Procès historique à Bordeaux : l’ex-mari de Chahinez Daoud comparaît pour l’assassinat atroce de cette mère de famille brûlée vive en pleine rue à Mérignac en 2021. Préméditation, guet dans un fourgon aménagé et défaillances institutionnelles rythment un dossier qui symbolise les lacunes face aux violences conjugales.
Le drame de mai 2021 : une scène de crime insoutenable
Le 4 mai 2021, Chahinez Daoud, 31 ans, quitte son pavillon de Mérignac pour chercher ses enfants à l’école. À 18 heures, des coups de feu éclatent avenue de Carnot : son ex-mari, Mounir B., lui tire une balle dans chaque jambe avant de l’arroser d’essence et de l’enflammer. « Elle implorait du regard », raconte Gérard, un voisin ayant tenté d’éteindre les flammes avec des couvertures. La mère de famille meurt brûlée vive sous les yeux de témoins impuissants.
L’agresseur prend la fuite après avoir incendié le domicile de la victime, où se trouve l’un de leurs fils endormi. Interpellé 30 minutes plus tard à Saint-Jean-d’Illac, il porte un fusil de chasse, un pistolet automatique et une cartouchière. Ce drame survient alors que Mounir B., déjà condamné pour violences conjugales en 2020, avait été remis en liberté sans bracelet anti-rapprochement malgré ses 36 appels menaçants depuis sa cellule.
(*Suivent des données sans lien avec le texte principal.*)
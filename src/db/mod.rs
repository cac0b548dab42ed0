use chrono::{DateTime, Utc};
use influxdb::{Client, InfluxDbWriteable, ReadQuery, Timestamp};
use serde::Deserialize;
use serde_json::Value as JsonValue;
use std::collections::BTreeMap;
use std::fmt::Write as _;

use crate::config::{ConnectionSettings, Profile};
use crate::error::{FluxcError, Result};

/// Measurement written, read back and dropped by the self-test.
pub const SAMPLE_MEASUREMENT: &str = "test_meas";

/// Tag values for the two self-test rows of each insert round.
pub const SAMPLE_HOSTS: [&str; 2] = ["second_host", "first_host"];

/// Equality constraints on tag key/value pairs, applied at display time.
pub type TagFilter = BTreeMap<String, String>;

/// A single result row: column name to value, in column order.
pub type Point = serde_json::Map<String, JsonValue>;

/// A client handle bound to one server, database and credential set.
#[derive(Debug)]
pub struct DatabaseConnection {
    client: Client,
}

impl DatabaseConnection {
    /// Build a handle for the given connection settings and profile.
    ///
    /// Reachability is not checked here; the first query surfaces any
    /// transport problem.
    pub fn connect(settings: &ConnectionSettings, profile: &Profile) -> DatabaseConnection {
        let client =
            Client::new(base_url(settings), &settings.database).with_auth(&profile.name, &profile.pw);

        DatabaseConnection { client }
    }

    /// Execute one InfluxQL statement and parse the result set.
    pub async fn run_query(&self, statement: &str) -> Result<QueryResult> {
        let raw = self.client.query(ReadQuery::new(statement)).await?;
        QueryResult::from_json(&raw)
    }

    /// Write the self-test sample rows, one write call per row.
    pub async fn insert_sample_rows(&self) -> Result<()> {
        for query in sample_queries(Utc::now()) {
            self.client.query(query).await?;
        }
        Ok(())
    }
}

fn base_url(settings: &ConnectionSettings) -> String {
    let scheme = if settings.ssl { "https" } else { "http" };
    format!("{scheme}://{}:{}", settings.host, settings.port)
}

/// Join the CLI statement tokens into the single query string.
pub fn join_statement(tokens: &[String]) -> String {
    tokens.join(" ")
}

/// One sample row per entry of [`SAMPLE_HOSTS`], sharing the given wall-clock
/// timestamp at second precision; the `value` field carries the sub-second
/// microsecond component so repeated rounds stay distinguishable.
fn sample_queries(now: DateTime<Utc>) -> Vec<influxdb::WriteQuery> {
    let value = i64::from(now.timestamp_subsec_micros());
    SAMPLE_HOSTS
        .iter()
        .map(|host| {
            Timestamp::Seconds(now.timestamp() as u128)
                .into_query(SAMPLE_MEASUREMENT)
                .add_tag("host", *host)
                .add_field("value", value)
        })
        .collect()
}

/// Response body of the `/query` endpoint.
#[derive(Debug, Deserialize)]
struct RawResponse {
    #[serde(default)]
    results: Vec<RawStatement>,
    #[serde(default)]
    error: Option<String>,
}

#[derive(Debug, Deserialize)]
struct RawStatement {
    #[serde(default)]
    series: Vec<Series>,
    #[serde(default)]
    error: Option<String>,
}

/// One series of a statement result: a measurement name, the tag set the
/// server grouped by (if any), and rows as column-ordered JSON values.
#[derive(Debug, Clone, Deserialize)]
pub struct Series {
    pub name: String,
    #[serde(default)]
    pub tags: BTreeMap<String, String>,
    #[serde(default)]
    pub columns: Vec<String>,
    #[serde(default)]
    pub values: Vec<Vec<JsonValue>>,
}

/// Parsed result set of one statement, consumed immediately for display.
#[derive(Debug)]
pub struct QueryResult {
    series: Vec<Series>,
}

impl QueryResult {
    /// Parse the server's JSON body. A statement-level `error` entry means
    /// the server rejected the query even though the transport succeeded.
    pub(crate) fn from_json(raw: &str) -> Result<QueryResult> {
        let response: RawResponse =
            serde_json::from_str(raw).map_err(|err| FluxcError::QueryRejected {
                reason: format!("unexpected response body: {err}"),
            })?;

        if let Some(reason) = response.error {
            return Err(FluxcError::QueryRejected { reason });
        }

        let mut series = Vec::new();
        for statement in response.results {
            if let Some(reason) = statement.error {
                return Err(FluxcError::QueryRejected { reason });
            }
            series.extend(statement.series);
        }

        Ok(QueryResult { series })
    }

    pub fn series(&self) -> &[Series] {
        &self.series
    }

    /// Rows across all series, restricted to those matching the tag filter.
    ///
    /// A row passes when every constraint matches the series' tag set, or
    /// every constraint matches the row's own column values (tags appear as
    /// plain columns when the query did not group by them).
    pub fn points(&self, tag_filter: &TagFilter) -> Vec<Point> {
        let mut points = Vec::new();
        for series in &self.series {
            for row in &series.values {
                let point: Point = series
                    .columns
                    .iter()
                    .cloned()
                    .zip(row.iter().cloned())
                    .collect();
                if matches_filter(tag_filter, &series.tags, &point) {
                    points.push(point);
                }
            }
        }
        points
    }

    /// Render rows for display: an optional caption line, then each row as
    /// `  NN  {column mapping}` with the index zero-padded to width 2 and
    /// counted from 0 in result order.
    pub fn render(&self, tag_filter: &TagFilter, caption: Option<&str>) -> String {
        let mut out = String::new();
        if let Some(caption) = caption {
            out.push_str(caption);
            out.push('\n');
        }
        for (index, point) in self.points(tag_filter).into_iter().enumerate() {
            let _ = writeln!(out, "  {index:02}  {}", JsonValue::Object(point));
        }
        out
    }

    pub fn print(&self, tag_filter: &TagFilter, caption: Option<&str>) {
        print!("{}", self.render(tag_filter, caption));
    }
}

fn matches_filter(filter: &TagFilter, series_tags: &BTreeMap<String, String>, point: &Point) -> bool {
    if filter.is_empty() {
        return true;
    }
    let tags_match = filter
        .iter()
        .all(|(key, value)| series_tags.get(key) == Some(value));
    let columns_match = filter.iter().all(|(key, value)| {
        point.get(key).and_then(JsonValue::as_str) == Some(value.as_str())
    });
    tags_match || columns_match
}
//! # fluxc
//!
//! fluxc is a Rust-based command-line client for InfluxDB (v1.x, InfluxQL).
//! It reads a YAML connection/profile config and a YAML library of canned
//! statements, opens a client handle to the database, executes a query and
//! prints the resulting rows.
//!
//! ## Features
//!
//! - **Profiles**: named credential sets (writer/reader/admin roles) stored
//!   alongside the connection settings in `~/.fluxc.conf`
//! - **Statement Library**: reusable InfluxQL statements in a YAML file, each
//!   addressable by its position-derived id
//! - **Self-Test**: a write/read/clean-up round trip against a sample
//!   measurement, exercising the writer, reader and admin profiles
//! - **Ad-hoc Queries**: run any InfluxQL statement straight from the
//!   command line
//!
//! ## Usage
//!
//! This library provides the modules behind the `fluxc` binary; for the
//! command-line surface see `src/main.rs`.
//!
//! ## Modules
//!
//! - `config`: connection settings, profile storage and resolution
//! - `library`: statement library loading and listing
//! - `db`: InfluxDB connection, query execution and row rendering
//! - `error`: fatal error kinds and their process exit codes

pub mod config;
pub mod db;
pub mod error;
pub mod library;

pub use config::Config;
pub use db::DatabaseConnection;
pub use error::FluxcError;
pub use library::Library;
//! Runtime configuration and the top-level dashboard state.
//!
//! `DashboardState` is the single owner of the collections, the filters, the
//! loading flag, and the derived view-model. Every mutation goes through a
//! named operation and ends with a full synchronous rebuild, so a consumer
//! can never observe a view-model that lags the state that produced it.

use crate::filter::FilterState;
use crate::model::Collections;
use crate::view::{self, ViewModel};

#[derive(Clone, Debug)]
pub struct Config {
    pub api_base: String,
    pub data_dir: String,
    pub http_timeout_secs: u64,
}

impl Config {
    pub fn from_env() -> Self {
        Self {
            api_base: std::env::var("API_BASE")
                .unwrap_or_else(|_| "http://localhost:3000".to_string()),
            data_dir: std::env::var("DATA_DIR").unwrap_or_else(|_| "./data".to_string()),
            http_timeout_secs: std::env::var("HTTP_TIMEOUT_SECS")
                .ok()
                .and_then(|v| v.parse().ok())
                .unwrap_or(10),
        }
    }
}

pub struct DashboardState {
    data: Collections,
    filters: FilterState,
    loading: bool,
    view: ViewModel,
}

impl DashboardState {
    /// Starts loading with empty collections and inactive filters.
    pub fn new() -> Self {
        let data = Collections::default();
        let filters = FilterState::new();
        let view = view::build(&data, &filters);
        Self {
            data,
            filters,
            loading: true,
            view,
        }
    }

    pub fn loading(&self) -> bool {
        self.loading
    }

    pub fn view(&self) -> &ViewModel {
        &self.view
    }

    pub fn filters(&self) -> &FilterState {
        &self.filters
    }

    pub fn data(&self) -> &Collections {
        &self.data
    }

    /// Install the fetched collections and clear the loading flag. Runs once
    /// per load; the flag goes false here on success and failure paths alike
    /// (a failed batch arrives as empty collections).
    pub fn finish_load(&mut self, data: Collections) {
        self.data = data;
        self.loading = false;
        self.recompute();
    }

    pub fn set_project(&mut self, id: &str) {
        // Deliberately leaves an incompatible recipe selector in place.
        self.filters.selected_project = id.to_string();
        self.recompute();
    }

    pub fn set_recipe(&mut self, id: &str) {
        self.filters.selected_recipe = id.to_string();
        self.recompute();
    }

    pub fn set_start_date(&mut self, date: &str) {
        self.filters.start_date = date.to_string();
        self.recompute();
    }

    pub fn set_end_date(&mut self, date: &str) {
        self.filters.end_date = date.to_string();
        self.recompute();
    }

    pub fn reset_filters(&mut self) {
        self.filters.reset();
        self.recompute();
    }

    fn recompute(&mut self) {
        self.view = view::build(&self.data, &self.filters);
    }
}

impl Default for DashboardState {
    fn default() -> Self {
        Self::new()
    }
}
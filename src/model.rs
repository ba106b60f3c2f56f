//! Entity types for the four backend collections, plus the lenient parsing
//! helpers the aggregations rely on.
//!
//! Every field deserializes with a default so a sparse or malformed record
//! never aborts a whole collection. Foreign keys are plain strings and may
//! dangle; nothing here enforces referential integrity.

use chrono::{DateTime, NaiveDate, NaiveDateTime};
use serde::{Deserialize, Serialize};

/// A link between the platform and an external application.
#[derive(Debug, Clone, Default, PartialEq, Serialize, Deserialize)]
pub struct Connection {
    #[serde(default)]
    pub application: String,
    #[serde(default)]
    pub name: String,
    #[serde(default)]
    pub authorization_status: String,
}

impl Connection {
    /// `"success"` means authorized. Anything else non-empty is a failure;
    /// an empty status is neither.
    pub fn is_active(&self) -> bool {
        self.authorization_status == "success"
    }

    pub fn is_failed(&self) -> bool {
        !self.authorization_status.is_empty() && !self.is_active()
    }
}

/// One execution of a recipe. `completed_at` is absent while in flight.
#[derive(Debug, Clone, Default, PartialEq, Serialize, Deserialize)]
pub struct Job {
    #[serde(default)]
    pub status: String,
    #[serde(default)]
    pub completed_at: Option<String>,
    #[serde(default)]
    pub started_at: String,
    #[serde(default)]
    pub recipe_id: String,
}

impl Job {
    /// Completion instant, if present and parseable. Garbage timestamps are
    /// treated the same as absent ones.
    pub fn completed_when(&self) -> Option<NaiveDateTime> {
        self.completed_at.as_deref().and_then(parse_when)
    }
}

#[derive(Debug, Clone, Default, PartialEq, Serialize, Deserialize)]
pub struct Project {
    #[serde(default)]
    pub name: String,
    #[serde(default)]
    pub id: String,
    #[serde(default)]
    pub folder_id: String,
}

/// A configured workflow. The succeeded/failed counters are pre-aggregated
/// by the backend and arrive as strings, independent of the job collection.
#[derive(Debug, Clone, Default, PartialEq, Serialize, Deserialize)]
pub struct Recipe {
    #[serde(default)]
    pub id: String,
    #[serde(default)]
    pub name: String,
    #[serde(default)]
    pub running: String,
    #[serde(default)]
    pub job_succeeded_count: String,
    #[serde(default)]
    pub job_failed_count: String,
    #[serde(default)]
    pub project_id: String,
}

impl Recipe {
    pub fn is_running(&self) -> bool {
        self.running == "TRUE"
    }
}

/// The four raw collections, exactly as the loader installed them.
#[derive(Debug, Clone, Default, PartialEq, Serialize, Deserialize)]
pub struct Collections {
    #[serde(default)]
    pub connections: Vec<Connection>,
    #[serde(default)]
    pub jobs: Vec<Job>,
    #[serde(default)]
    pub projects: Vec<Project>,
    #[serde(default)]
    pub recipes: Vec<Recipe>,
}

/// Parse an ISO-ish timestamp. Accepts RFC3339, a naive datetime with either
/// `T` or space separator, or a bare date (midnight). Anything else is None.
pub fn parse_when(raw: &str) -> Option<NaiveDateTime> {
    let s = raw.trim();
    if s.is_empty() {
        return None;
    }
    if let Ok(dt) = DateTime::parse_from_rfc3339(s) {
        return Some(dt.naive_utc());
    }
    if let Ok(dt) = NaiveDateTime::parse_from_str(s, "%Y-%m-%dT%H:%M:%S%.f") {
        return Some(dt);
    }
    if let Ok(dt) = NaiveDateTime::parse_from_str(s, "%Y-%m-%d %H:%M:%S") {
        return Some(dt);
    }
    if let Ok(d) = NaiveDate::parse_from_str(s, "%Y-%m-%d") {
        return d.and_hms_opt(0, 0, 0);
    }
    None
}

/// Short month/day label used to bucket the daily series, e.g. "Jan 5".
pub fn day_label(when: &NaiveDateTime) -> String {
    when.format("%b %-d").to_string()
}

/// Backend counters are strings; anything non-numeric collapses to zero.
pub fn parse_count(raw: &str) -> u64 {
    raw.trim().parse().unwrap_or(0)
}
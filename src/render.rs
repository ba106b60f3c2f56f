//! Terminal presentation of the view-model. Pure consumer: it reads the
//! derived structure and produces text, nothing more.

use std::fmt::Write;

use anyhow::Result;

use crate::view::ViewModel;

/// Render the dashboard as plain text, section per card/chart.
pub fn dashboard_text(vm: &ViewModel) -> String {
    let mut out = String::new();

    let _ = writeln!(out, "=== Connections ===");
    let _ = writeln!(
        out,
        "total {}  active {}  failed {}",
        vm.connection_stats.total, vm.connection_stats.active, vm.connection_stats.failed
    );

    let _ = writeln!(out);
    let _ = writeln!(out, "=== Jobs ===");
    let _ = writeln!(
        out,
        "total {}  succeeded {}  failed {}",
        vm.job_stats.total, vm.job_stats.succeeded, vm.job_stats.failed
    );

    let _ = writeln!(out);
    let _ = writeln!(out, "=== Projects ===");
    let _ = writeln!(out, "total {}", vm.project_stats.total);

    let _ = writeln!(out);
    let _ = writeln!(out, "=== Recipes ===");
    let _ = writeln!(
        out,
        "total {}  running {}",
        vm.recipe_totals.total, vm.recipe_totals.running
    );

    let _ = writeln!(out);
    let _ = writeln!(out, "=== Connections by Application ===");
    for slice in &vm.app_data {
        let _ = writeln!(out, "{:<24} {}", slice.name, slice.value);
    }

    let _ = writeln!(out);
    let _ = writeln!(out, "=== Top 5 Recipes ===");
    for perf in &vm.recipe_stats {
        let _ = writeln!(
            out,
            "{:<24} succeeded {:<6} failed {}",
            perf.name, perf.succeeded, perf.failed
        );
    }

    let _ = writeln!(out);
    let _ = writeln!(out, "=== Daily Jobs ===");
    for point in &vm.daily_job_data {
        let _ = writeln!(
            out,
            "{:<8} succeeded {:<6} failed {}",
            point.date, point.succeeded, point.failed
        );
    }

    let _ = writeln!(out);
    let _ = writeln!(out, "=== Recent Projects ===");
    for project in &vm.recent_projects {
        let _ = writeln!(
            out,
            "{:<32} {:<16} {}",
            project.name, project.id, project.folder_id
        );
    }

    out
}

/// The view-model as pretty JSON, for piping into other tools.
pub fn to_json(vm: &ViewModel) -> Result<String> {
    Ok(serde_json::to_string_pretty(vm)?)
}
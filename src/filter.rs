//! The four dashboard filters and the predicates they induce.
//!
//! Each selector has an explicit "inactive" sentinel so the default state
//! filters nothing. The predicates are pure; they borrow the record and the
//! filter state and never mutate either.

use chrono::NaiveDateTime;
use serde::Serialize;

use crate::model::{parse_when, Job, Recipe};

/// Sentinel for the project and recipe selectors.
pub const ALL: &str = "all";

#[derive(Debug, Clone, PartialEq, Eq, Serialize)]
pub struct FilterState {
    pub selected_project: String,
    pub selected_recipe: String,
    pub start_date: String,
    pub end_date: String,
}

impl FilterState {
    pub fn new() -> Self {
        Self {
            selected_project: ALL.to_string(),
            selected_recipe: ALL.to_string(),
            start_date: String::new(),
            end_date: String::new(),
        }
    }

    /// Restore every selector to its sentinel in one transition.
    pub fn reset(&mut self) {
        *self = Self::new();
    }

    pub fn project_active(&self) -> bool {
        self.selected_project != ALL
    }

    pub fn recipe_active(&self) -> bool {
        self.selected_recipe != ALL
    }

    /// A job passes when it matches the recipe selector and its completion
    /// instant falls inside the active date range. A job with no parseable
    /// `completed_at` fails any active date bound; with both bounds inactive
    /// it passes regardless. An inverted range simply matches nothing.
    pub fn job_passes(&self, job: &Job) -> bool {
        if self.recipe_active() && job.recipe_id != self.selected_recipe {
            return false;
        }
        let start = date_bound(&self.start_date);
        let end = date_bound(&self.end_date);
        if start.is_none() && end.is_none() {
            return true;
        }
        let completed = match job.completed_when() {
            Some(when) => when,
            None => return false,
        };
        if let Some(start) = start {
            if completed < start {
                return false;
            }
        }
        if let Some(end) = end {
            if completed > end {
                return false;
            }
        }
        true
    }

    /// A recipe passes when the project selector is inactive or matches its
    /// owning project. Used for the option list and to scope performance.
    pub fn recipe_passes(&self, recipe: &Recipe) -> bool {
        !self.project_active() || recipe.project_id == self.selected_project
    }
}

impl Default for FilterState {
    fn default() -> Self {
        Self::new()
    }
}

// An empty bound is inactive; an unparseable one degrades to inactive rather
// than faulting or matching nothing.
fn date_bound(raw: &str) -> Option<NaiveDateTime> {
    if raw.is_empty() {
        None
    } else {
        parse_when(raw)
    }
}
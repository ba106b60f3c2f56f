//! Structured JSON logging for the dashboard pipeline.
//!
//! Every record carries a run id, a monotonic sequence number, a level, a
//! domain, and free-form fields. Records go to stdout and to
//! `{LOG_DIR}/{RUN_ID}/events.jsonl` so a load can be replayed and compared
//! against a later one via the view-model digest.

use chrono::Utc;
use serde::Serialize;
use serde_json::{json, Map, Value};
use sha2::{Digest, Sha256};
use std::fs::{create_dir_all, File};
use std::io::{BufWriter, Write};
use std::path::PathBuf;
use std::process;
use std::sync::atomic::{AtomicU64, Ordering};
use std::sync::{Mutex, OnceLock};

#[derive(Debug, Clone, Copy, PartialEq, Eq, PartialOrd, Ord)]
pub enum Level {
    Debug = 0,
    Info = 1,
    Warn = 2,
    Error = 3,
}

impl Level {
    pub fn from_env() -> Self {
        match std::env::var("LOG_LEVEL").as_deref() {
            Ok("debug") => Level::Debug,
            Ok("warn") => Level::Warn,
            Ok("error") => Level::Error,
            _ => Level::Info,
        }
    }

    pub fn as_str(&self) -> &'static str {
        match self {
            Level::Debug => "debug",
            Level::Info => "info",
            Level::Warn => "warn",
            Level::Error => "error",
        }
    }
}

#[derive(Debug, Clone, Copy, PartialEq, Eq, Hash)]
pub enum Domain {
    Loader, // Fetching and installing collections
    State,  // Filter mutations and recomputation triggers
    View,   // Derivation results and digests
    System, // Startup, configuration, shutdown
}

impl Domain {
    pub fn as_str(&self) -> &'static str {
        match self {
            Domain::Loader => "loader",
            Domain::State => "state",
            Domain::View => "view",
            Domain::System => "system",
        }
    }

    pub fn is_enabled(&self) -> bool {
        // LOG_DOMAINS: comma-separated list, or "all" (the default).
        match std::env::var("LOG_DOMAINS").as_deref() {
            Ok("all") | Err(_) => true,
            Ok(domains) => domains.split(',').any(|d| d.trim() == self.as_str()),
        }
    }
}

static LOG_SEQ: AtomicU64 = AtomicU64::new(0);
static RUN_CONTEXT: OnceLock<RunContext> = OnceLock::new();

fn next_seq() -> u64 {
    LOG_SEQ.fetch_add(1, Ordering::SeqCst)
}

struct RunContext {
    run_id: String,
    events: Mutex<BufWriter<File>>,
}

fn ensure_run_context() -> &'static RunContext {
    RUN_CONTEXT.get_or_init(|| {
        let run_id = std::env::var("RUN_ID")
            .unwrap_or_else(|_| format!("r-{}-{}", ts_epoch_ms(), process::id()));
        let base = std::env::var("LOG_DIR").unwrap_or_else(|_| "out/runs".to_string());
        let mut run_dir = PathBuf::from(base);
        run_dir.push(&run_id);
        if let Err(err) = create_dir_all(&run_dir) {
            eprintln!("[log] failed to create run dir: {}", err);
        }
        let events_path = run_dir.join("events.jsonl");
        let events = File::create(events_path).unwrap_or_else(|err| {
            eprintln!("[log] failed to create events log: {}", err);
            File::create("/tmp/insight-dash-events.jsonl").expect("events fallback")
        });
        RunContext {
            run_id,
            events: Mutex::new(BufWriter::new(events)),
        }
    })
}

/// RFC3339 timestamp with milliseconds
pub fn ts_now() -> String {
    Utc::now().to_rfc3339_opts(chrono::SecondsFormat::Millis, true)
}

pub fn ts_epoch_ms() -> u64 {
    Utc::now().timestamp_millis() as u64
}

/// Emit a structured log entry.
pub fn log(level: Level, domain: Domain, event: &str, fields: Map<String, Value>) {
    if level < Level::from_env() || !domain.is_enabled() {
        return;
    }

    let ctx = ensure_run_context();
    let mut entry = Map::new();
    entry.insert("ts".to_string(), json!(ts_now()));
    entry.insert("run_id".to_string(), json!(ctx.run_id.clone()));
    entry.insert("seq".to_string(), json!(next_seq()));
    entry.insert("lvl".to_string(), json!(level.as_str().to_uppercase()));
    entry.insert("domain".to_string(), json!(domain.as_str()));
    entry.insert("event".to_string(), json!(event));
    entry.insert("data".to_string(), Value::Object(fields));

    let line = Value::Object(entry).to_string();
    if let Ok(mut w) = ctx.events.lock() {
        let _ = writeln!(w, "{}", line);
        let _ = w.flush();
    }
    println!("{}", line);
}

/// SHA256 over the canonical JSON form. Two identical view-models always
/// digest identically, so audit lines from separate runs can be compared.
pub fn digest<T: Serialize>(value: &T) -> String {
    let encoded = serde_json::to_string(value).unwrap_or_default();
    let mut hasher = Sha256::new();
    hasher.update(encoded.as_bytes());
    hex::encode(hasher.finalize())
}

pub fn obj(pairs: &[(&str, Value)]) -> Map<String, Value> {
    let mut map = Map::new();
    for (k, v) in pairs {
        map.insert((*k).to_string(), v.clone());
    }
    map
}

pub fn v_str(s: &str) -> Value {
    Value::String(s.to_string())
}

pub fn v_num(n: u64) -> Value {
    json!(n)
}
//! Analytics core for the integration-platform dashboard: load four
//! collections from the backend API, filter them client-side, and derive
//! the render-ready view-model.

pub mod api;
pub mod filter;
pub mod logging;
pub mod model;
pub mod render;
pub mod state;
pub mod view;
Un guet-apens méthodique dans un fourgon aux vitres teintées
Mounir B. a préparé son crime avec une précision glaçante. Il acquiert un fourgon aménagé avec des vitres permettant de voir l’extérieur sans être vu, et y passe 12 heures le 4 mai 2021, posté près du domicile de Chahinez. « Il voulait l’annihiler, la punir dans sa chair », analyse Maître Julien Plouton, avocat des parties civiles, soulignant les achats d’essence et d’armes préalables.
L’enquête révèle que l’ex-mari, condamné à 7 reprises dont pour violences sur deux conjointes, avait violé son interdiction de contact en adressant 36 appels menaçants depuis sa cellule en 2020. Pourtant libéré en décembre sans bracelet électronique – le dispositif jugé « non effectif » –, il échappe à une interpellation malgré la plainte de Chahinez pour étranglement déposée le 15 mars 2021, mal enregistrée par la police de Mérignac.
Des dysfonctionnements institutionnels aux conséquences fatales
Mounir B., déjà condamné 7 fois dont pour violences sur une ex-compagne et Chahinez Daoud, bénéficie d’une libération anticipée en décembre 2020 sans dispositif de suivi adapté. Les autorités invoquent alors l’« absence d’effectivité » du bracelet anti-rapprochement. Pourtant, le 15 mars 2021, la victime dépose une plainte pour violences et tentative d’étranglement qui ne déclenche aucune interpellation.
Une mission interministérielle révèle en 2021 des erreurs d’appréciation policières et un « défaut de prise en compte du danger ». Cinq fonctionnaires dont le directeur départemental de la police et l’ex-commissaire de Mérignac écopent de sanctions. L’IGPN pointe aussi le classement abusif de 39 plaintes pour violences conjugales dans cette juridiction entre 2019 et 2021.